According To Everyone
Heaven is a trending topic so it is no surprise that people are thinking and writing about it. Lisa Miller’s book, however, breaks the mold.
Lisa’s book isn’t a Bible study. It isn’t a book on theology. Instead, she writes from the perspective of human longing, expectation and hope.
The Bible isn’t ignored but it doesn’t feature as the only or even the primary source of information.
About The Author
I first learned of Lisa, and her book, when she did an interview with Rob Bell for the release of his book, Love Wins. Although the interview was more about Rob’s book, there was an obvious secondary motive.
Rob’s book started out a best seller, bebuting at number 2 on the New York Times Best Seller list. Lisa’s book didn’t fare so well. Both books were published by Harper.

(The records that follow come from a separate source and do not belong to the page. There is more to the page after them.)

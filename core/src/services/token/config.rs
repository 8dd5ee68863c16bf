//! Configuration for the token services

use chrono::Duration;
use st_shared::config::{
    AuthConfig, ACCESS_TTL_MINUTES_RANGE, MIN_SECRET_BYTES, REFRESH_TTL_DAYS_RANGE,
    RETENTION_DAYS_RANGE,
};

use crate::errors::DomainError;

/// Configuration for the token services
#[derive(Clone)]
pub struct TokenServiceConfig {
    /// HS256 signing secret
    pub jwt_secret: String,
    /// `iss` claim written and required
    pub issuer: String,
    /// `aud` claim written and required
    pub audience: String,
    /// Access token expiry in minutes
    pub access_token_expiry_minutes: i64,
    /// Refresh token expiry in days
    pub refresh_token_expiry_days: i64,
    /// How long inactive refresh tokens are kept before purging, in days
    pub retention_days: i64,
}

impl TokenServiceConfig {
    pub fn access_token_ttl(&self) -> Duration {
        Duration::minutes(self.access_token_expiry_minutes)
    }

    pub fn refresh_token_ttl(&self) -> Duration {
        Duration::days(self.refresh_token_expiry_days)
    }

    pub fn retention(&self) -> Duration {
        Duration::days(self.retention_days)
    }

    /// Check the values the services cannot work without
    pub fn validate(&self) -> Result<(), DomainError> {
        if self.jwt_secret.len() < MIN_SECRET_BYTES {
            return Err(DomainError::Validation {
                message: format!(
                    "JWT secret must be at least {} bytes, got {}",
                    MIN_SECRET_BYTES,
                    self.jwt_secret.len()
                ),
            });
        }
        if self.issuer.trim().is_empty() || self.audience.trim().is_empty() {
            return Err(DomainError::Validation {
                message: "JWT issuer and audience must not be empty".to_string(),
            });
        }
        check_range(
            "access_token_expiry_minutes",
            self.access_token_expiry_minutes,
            &ACCESS_TTL_MINUTES_RANGE,
        )?;
        check_range(
            "refresh_token_expiry_days",
            self.refresh_token_expiry_days,
            &REFRESH_TTL_DAYS_RANGE,
        )?;
        check_range("retention_days", self.retention_days, &RETENTION_DAYS_RANGE)
    }
}

fn check_range(
    field: &str,
    value: i64,
    range: &std::ops::RangeInclusive<i64>,
) -> Result<(), DomainError> {
    if range.contains(&value) {
        return Ok(());
    }
    Err(DomainError::Validation {
        message: format!(
            "{} must be between {} and {}, got {}",
            field,
            range.start(),
            range.end(),
            value
        ),
    })
}

impl Default for TokenServiceConfig {
    fn default() -> Self {
        Self {
            jwt_secret: "development-secret-please-change-in-production".to_string(),
            issuer: "shiptrack".to_string(),
            audience: "shiptrack-api".to_string(),
            access_token_expiry_minutes: 15,
            refresh_token_expiry_days: 7,
            retention_days: 0,
        }
    }
}

impl std::fmt::Debug for TokenServiceConfig {
    fn fmt(&self, f: &mut std::fmt::Formatter<'_>) -> std::fmt::Result {
        f.debug_struct("TokenServiceConfig")
            .field("jwt_secret", &"<redacted>")
            .field("issuer", &self.issuer)
            .field("audience", &self.audience)
            .field("access_token_expiry_minutes", &self.access_token_expiry_minutes)
            .field("refresh_token_expiry_days", &self.refresh_token_expiry_days)
            .field("retention_days", &self.retention_days)
            .finish()
    }
}

impl TryFrom<&AuthConfig> for TokenServiceConfig {
    type Error = DomainError;

    fn try_from(auth: &AuthConfig) -> Result<Self, Self::Error> {
        auth.validate()?;

        let config = Self {
            jwt_secret: auth.jwt.secret.clone(),
            issuer: auth.jwt.issuer.clone(),
            audience: auth.jwt.audience.clone(),
            access_token_expiry_minutes: auth.jwt.access_token_ttl_minutes,
            refresh_token_expiry_days: auth.jwt.refresh_token_ttl_days,
            retention_days: auth.reaper.retention_days,
        };
        config.validate()?;
        Ok(config)
    }
}
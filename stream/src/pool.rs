//! Whole-frame slots shared between the loader and the scan-out engine.
//!
//! Slot life cycle:
//!
//! ```text
//!   start/assign          commit (last byte)        mark_consumed
//! ------------> Loading ---------------------> Ready -------------> Loading
//!                  |
//!                  | invalidate (read failure)
//!                  v
//!               Invalid --assign--> Loading
//! ```
//!
//! Bytes are only written while a slot is `Loading` and only handed out for
//! display while it is `Ready`. Handing out a `&[u8]` borrows the pool, so a
//! slot cannot be recycled while its bytes are still being scanned out.

use crate::ConfigError;

#[derive(Clone, Copy, Debug, PartialEq, Eq)]
#[cfg_attr(feature = "defmt", derive(defmt::Format))]
pub struct FrameGeometry {
    pub width: u16,
    pub height: u16,
    pub bytes_per_pixel: u8,
}

impl FrameGeometry {
    pub const fn new(width: u16, height: u16, bytes_per_pixel: u8) -> Self {
        Self {
            width,
            height,
            bytes_per_pixel,
        }
    }

    pub const fn row_bytes(&self) -> usize {
        self.width as usize * self.bytes_per_pixel as usize
    }

    pub const fn frame_size(&self) -> usize {
        self.row_bytes() * self.height as usize
    }

    pub const fn is_empty(&self) -> bool {
        self.frame_size() == 0
    }
}

#[derive(Clone, Copy, Debug, PartialEq, Eq)]
#[cfg_attr(feature = "defmt", derive(defmt::Format))]
pub enum SlotState {
    Loading,
    Ready,
    Invalid,
}

pub struct FrameSlot<const BYTES: usize> {
    index: usize,
    target: Option<u32>,
    state: SlotState,
    bytes_loaded: usize,
    storage: [u8; BYTES],
}

impl<const BYTES: usize> FrameSlot<BYTES> {
    const EMPTY: Self = Self {
        index: 0,
        target: None,
        state: SlotState::Invalid,
        bytes_loaded: 0,
        storage: [0; BYTES],
    };

    pub fn index(&self) -> usize {
        self.index
    }

    pub fn target(&self) -> Option<u32> {
        self.target
    }

    pub fn state(&self) -> SlotState {
        self.state
    }

    pub fn bytes_loaded(&self) -> usize {
        self.bytes_loaded
    }

    fn reset(&mut self, target: Option<u32>) {
        self.target = target;
        self.bytes_loaded = 0;
        self.state = match target {
            Some(_) => SlotState::Loading,
            None => SlotState::Invalid,
        };
    }
}

/// `N` slots of `BYTES` bytes each. Only the first `frame_size` bytes of a
/// slot are used once a geometry is configured.
pub struct FramePool<const BYTES: usize, const N: usize> {
    slots: [FrameSlot<BYTES>; N],
    geometry: FrameGeometry,
    total_frames: u32,
}

impl<const BYTES: usize, const N: usize> FramePool<BYTES, N> {
    pub const fn new() -> Self {
        assert!(N >= 2, "a frame pool needs at least two slots");

        let mut slots = [const { FrameSlot::<BYTES>::EMPTY }; N];
        let mut i = 0;
        while i < N {
            slots[i].index = i;
            i += 1;
        }
        Self {
            slots,
            geometry: FrameGeometry::new(0, 0, 0),
            total_frames: 0,
        }
    }

    /// Set the frame geometry. Drops every assignment.
    pub fn configure(&mut self, geometry: FrameGeometry) -> Result<(), ConfigError> {
        if geometry.is_empty() {
            return Err(ConfigError::EmptyGeometry);
        }
        if geometry.frame_size() > BYTES {
            return Err(ConfigError::FrameTooLarge {
                needed: geometry.frame_size(),
                capacity: BYTES,
            });
        }
        self.geometry = geometry;
        self.start(0);
        Ok(())
    }

    /// Assign the initial targets: slot `i` loads frame `i mod total_frames`.
    ///
    /// With no frames every slot is left unassigned.
    pub fn start(&mut self, total_frames: u32) {
        self.total_frames = total_frames;
        for (i, slot) in self.slots.iter_mut().enumerate() {
            let target = (total_frames > 0).then(|| i as u32 % total_frames);
            slot.reset(target);
        }
    }

    pub fn geometry(&self) -> FrameGeometry {
        self.geometry
    }

    pub fn frame_size(&self) -> usize {
        self.geometry.frame_size()
    }

    pub fn total_frames(&self) -> u32 {
        self.total_frames
    }

    pub const fn depth(&self) -> usize {
        N
    }

    pub fn slot(&self, slot: usize) -> Option<&FrameSlot<BYTES>> {
        self.slots.get(slot)
    }

    pub fn slots(&self) -> impl Iterator<Item = &FrameSlot<BYTES>> {
        self.slots.iter()
    }

    pub fn target_of(&self, slot: usize) -> Option<u32> {
        self.slot(slot).and_then(FrameSlot::target)
    }

    pub fn state_of(&self, slot: usize) -> Option<SlotState> {
        self.slot(slot).map(FrameSlot::state)
    }

    /// Point `slot` at `frame` and restart its load from byte 0.
    pub fn assign(&mut self, slot: usize, frame: u32) {
        let total = self.total_frames;
        if let Some(s) = self.slots.get_mut(slot) {
            if total == 0 {
                s.reset(None);
            } else {
                s.reset(Some(frame % total));
            }
        }
    }

    /// Hand a displayed slot back to the loader with its next target.
    ///
    /// Only `Ready` slots can be consumed. Returns whether the slot was
    /// recycled.
    pub fn mark_consumed(&mut self, slot: usize, next_target: u32) -> bool {
        match self.state_of(slot) {
            Some(SlotState::Ready) => {
                self.assign(slot, next_target);
                true
            }
            state => {
                warn!("pool: slot {} consumed while {:?}", slot, state);
                false
            }
        }
    }

    /// The bytes of a fully loaded frame.
    pub fn ready_frame(&self, slot: usize) -> Option<&[u8]> {
        let size = self.frame_size();
        self.slot(slot)
            .filter(|s| s.state == SlotState::Ready)
            .map(|s| &s.storage[..size])
    }

    /// Writable storage of a slot the loader has no claim on.
    pub fn scratch_mut(&mut self, slot: usize) -> Option<&mut [u8]> {
        let size = self.frame_size();
        self.slots
            .get_mut(slot)
            .filter(|s| s.target.is_none())
            .map(|s| &mut s.storage[..size])
    }

    /// First slot at or after `from` (wrapping) that still has bytes to load.
    pub(crate) fn next_loading(&self, from: usize) -> Option<usize> {
        (0..N)
            .map(|k| (from + k) % N)
            .find(|&i| self.slots[i].state == SlotState::Loading && self.slots[i].target.is_some())
    }

    /// Target frame, fill offset and unfilled tail of a `Loading` slot.
    pub(crate) fn loading_window(&mut self, slot: usize) -> Option<(u32, usize, &mut [u8])> {
        let size = self.frame_size();
        let s = self.slots.get_mut(slot)?;
        if s.state != SlotState::Loading {
            return None;
        }
        let target = s.target?;
        let offset = s.bytes_loaded;
        Some((target, offset, &mut s.storage[offset..size]))
    }

    /// Account for `len` freshly written bytes. The slot becomes `Ready`
    /// exactly when the last byte of the frame lands.
    pub(crate) fn commit(&mut self, slot: usize, len: usize) -> SlotState {
        let size = self.frame_size();
        let Some(s) = self.slots.get_mut(slot) else {
            return SlotState::Invalid;
        };
        if s.state != SlotState::Loading {
            return s.state;
        }
        s.bytes_loaded = (s.bytes_loaded + len).min(size);
        if s.bytes_loaded == size {
            s.state = SlotState::Ready;
        }
        s.state
    }

    /// Drop a failed load. The slot waits for a fresh target.
    pub(crate) fn invalidate(&mut self, slot: usize) {
        if let Some(s) = self.slots.get_mut(slot) {
            s.reset(None);
        }
    }
}

impl<const BYTES: usize, const N: usize> Default for FramePool<BYTES, N> {
    fn default() -> Self {
        Self::new()
    }
}
#![no_std]

pub mod config;
pub mod dma_irq;
pub mod panel;
pub mod player;
pub mod sdcard;

use frame_stream::CompletionFlag;

pub use panel::Co5300;
pub use sdcard::SdStorage;

/// Set from the DMA interrupt when the panel's transfer in flight completes.
pub static PANEL_DONE: CompletionFlag = CompletionFlag::new();

/// Microseconds since boot, for timing frame loads.
pub fn now_us() -> u64 {
    embassy_time::Instant::now().as_micros()
}
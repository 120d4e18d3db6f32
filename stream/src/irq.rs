//! Demultiplexing of shared transfer-completion interrupt lines.
//!
//! A DMA block has far more channels than interrupt lines, so several channels
//! are routed to one line. The [`Dispatcher`] keeps a fixed table of
//! [`ChannelBinding`]s per line and, when the line fires, checks every bound
//! channel's status bit independently: more than one channel may be pending.

use core::hint::spin_loop;
use core::sync::atomic::{AtomicBool, Ordering};

/// Handler invoked from interrupt context once per completion.
///
/// Runs with the line's interrupt active, so it must only flip flags.
pub type Callback = fn();

/// Per-channel status register access used by the [`Dispatcher`].
pub trait ChannelIrq {
    /// Number of channels; valid channel ids are `0..channels()`.
    fn channels(&self) -> u8;
    /// Route `channel`'s completion to `line`.
    fn enable(&self, line: u8, channel: u8);
    /// Whether `channel` has a completion pending on `line`.
    fn is_pending(&self, line: u8, channel: u8) -> bool;
    /// Clear `channel`'s pending status on `line`.
    fn acknowledge(&self, line: u8, channel: u8);
}

/// Single-writer/single-reader transfer completion flag.
///
/// The interrupt side only ever calls [`signal`](Self::signal). The foreground
/// polls it and clears it right before it hands the next buffer to hardware.
/// A freshly created flag reads as complete: nothing is in flight yet.
pub struct CompletionFlag {
    done: AtomicBool,
}

impl CompletionFlag {
    pub const fn new() -> Self {
        Self {
            done: AtomicBool::new(true),
        }
    }

    pub fn signal(&self) {
        self.done.store(true, Ordering::Release);
    }

    pub fn is_complete(&self) -> bool {
        self.done.load(Ordering::Acquire)
    }

    /// Mark a transfer as started.
    pub fn clear(&self) {
        self.done.store(false, Ordering::Release);
    }

    /// Spin until the transfer in flight completes.
    pub fn wait(&self) {
        while !self.is_complete() {
            spin_loop();
        }
    }
}

impl Default for CompletionFlag {
    fn default() -> Self {
        Self::new()
    }
}

#[derive(Clone, Copy, Debug)]
pub struct ChannelBinding {
    pub line: u8,
    pub channel: u8,
    pub callback: Callback,
}

#[derive(Clone, Copy, Debug, PartialEq, Eq)]
#[cfg_attr(feature = "defmt", derive(defmt::Format))]
pub enum RegisterError {
    NoCallback,
    NoSuchLine(u8),
    NoSuchChannel(u8),
    LineFull(u8),
    AlreadyBound { line: u8, channel: u8 },
}

/// Fixed-capacity `(line, channel) -> callback` registry.
///
/// `LINES` interrupt lines with room for `SLOTS` channels each. Bindings are
/// made during bring-up and never removed.
pub struct Dispatcher<const LINES: usize, const SLOTS: usize> {
    bindings: [[Option<ChannelBinding>; SLOTS]; LINES],
    len: [usize; LINES],
}

impl<const LINES: usize, const SLOTS: usize> Dispatcher<LINES, SLOTS> {
    pub const fn new() -> Self {
        Self {
            bindings: [[None; SLOTS]; LINES],
            len: [0; LINES],
        }
    }

    /// Bind `callback` to `channel` on `line` and enable the channel's
    /// interrupt on that line.
    ///
    /// Refusals are logged and leave the table untouched. A refused channel
    /// never reports completion, so callers treat an error here as fatal.
    pub fn register(
        &mut self,
        irq: &impl ChannelIrq,
        line: u8,
        channel: u8,
        callback: Option<Callback>,
    ) -> Result<(), RegisterError> {
        let Some(callback) = callback else {
            warn!("irq: no callback given for channel {} on line {}", channel, line);
            return Err(RegisterError::NoCallback);
        };
        let index = line as usize;
        if index >= LINES {
            warn!("irq: line {} does not exist", line);
            return Err(RegisterError::NoSuchLine(line));
        }
        if channel >= irq.channels() {
            warn!("irq: channel {} does not exist", channel);
            return Err(RegisterError::NoSuchChannel(channel));
        }
        if self.bound(line).any(|b| b.channel == channel) {
            warn!("irq: channel {} already bound on line {}", channel, line);
            return Err(RegisterError::AlreadyBound { line, channel });
        }
        let len = self.len[index];
        if len == SLOTS {
            error!("irq: line {} is full ({} channels)", line, SLOTS);
            return Err(RegisterError::LineFull(line));
        }

        self.bindings[index][len] = Some(ChannelBinding {
            line,
            channel,
            callback,
        });
        self.len[index] = len + 1;
        irq.enable(line, channel);
        debug!("irq: channel {} bound to line {}", channel, line);
        Ok(())
    }

    /// Service `line`. Every bound channel whose status bit is set gets
    /// acknowledged and then has its callback run exactly once.
    ///
    /// Returns the number of callbacks run.
    pub fn on_interrupt(&self, irq: &impl ChannelIrq, line: u8) -> usize {
        let mut serviced = 0;
        for binding in self.bound(line) {
            if irq.is_pending(line, binding.channel) {
                irq.acknowledge(line, binding.channel);
                (binding.callback)();
                serviced += 1;
            }
        }
        serviced
    }

    pub fn bound(&self, line: u8) -> impl Iterator<Item = &ChannelBinding> {
        let index = line as usize;
        let len = self.len.get(index).copied().unwrap_or(0);
        self.bindings
            .get(index)
            .into_iter()
            .flat_map(move |table| table[..len].iter().flatten())
    }
}

impl<const LINES: usize, const SLOTS: usize> Default for Dispatcher<LINES, SLOTS> {
    fn default() -> Self {
        Self::new()
    }
}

The authors’ respective audiences were different but related. Rob was a popular evangelical pastor. Lisa was writer, columnist, editor for several prominent publications (Harvard Business Review, Newsweek, Washington Post and New York magazine) and mostly covered religion.
Given the subject similarity and business connection, it made financial sense to bring Lisa and Rob together for an interview and a double book launch.
About The Book
Although Lisa is not a theologian of any kind, her frequent exposure to religious people, and the ideas they promote, gives her a clear perspective on what people actually believe. This fact is very apparent in her book, Heaven: Our Enduring Fascination with the Afterlife.
Heaven is only one word but according to Lisa’s findings it is understood in a great variety of ways. Everyone, it seems, has a vision of heaven.
The book focuses mostly on monotheistic religions but she includes a broad representation: Mormons, Muslims, Jews and every Christian sect you can imagine. Lisa shares a few of her own thoughts about heaven, but she is more than fair. She interviews and quotes a long list of the living and the dead. Dante and John Milton, along with many other sages from the past, have a say.
It occurred to me while reading the book that Lisa has the uncommon ability to speak to people of very divergent religious opinions without chaffing. How often do you see that?
The book is also a memoir of sorts. She includes snippets of personal history that include her Jewish grandparents’ escape, along with her three year old mother, from the Nazis at the outbreak of World War 2.
In a word, you could call the book very human, and I don’t say that negatively or disparagingly. Rather it’s refreshing because in religious conservative circles, humanity often accedes to regulation.
Does she believe? Not exactly, but she also doesn’t seem to be anti. Her words:
The idea of heaven defies logic, but in my mind it represents hope, and I believe in hope.
I didn’t get the sense that she would be disappointed to discover heaven when she opens her eyes on the other side.
If nothing more, the book demonstrates a very important point to anyone who believes in heaven. Heaven may be considered nothing more than a figment by naysayers, but it isn’t fading.
The book is fascinating. It’s well worth a read.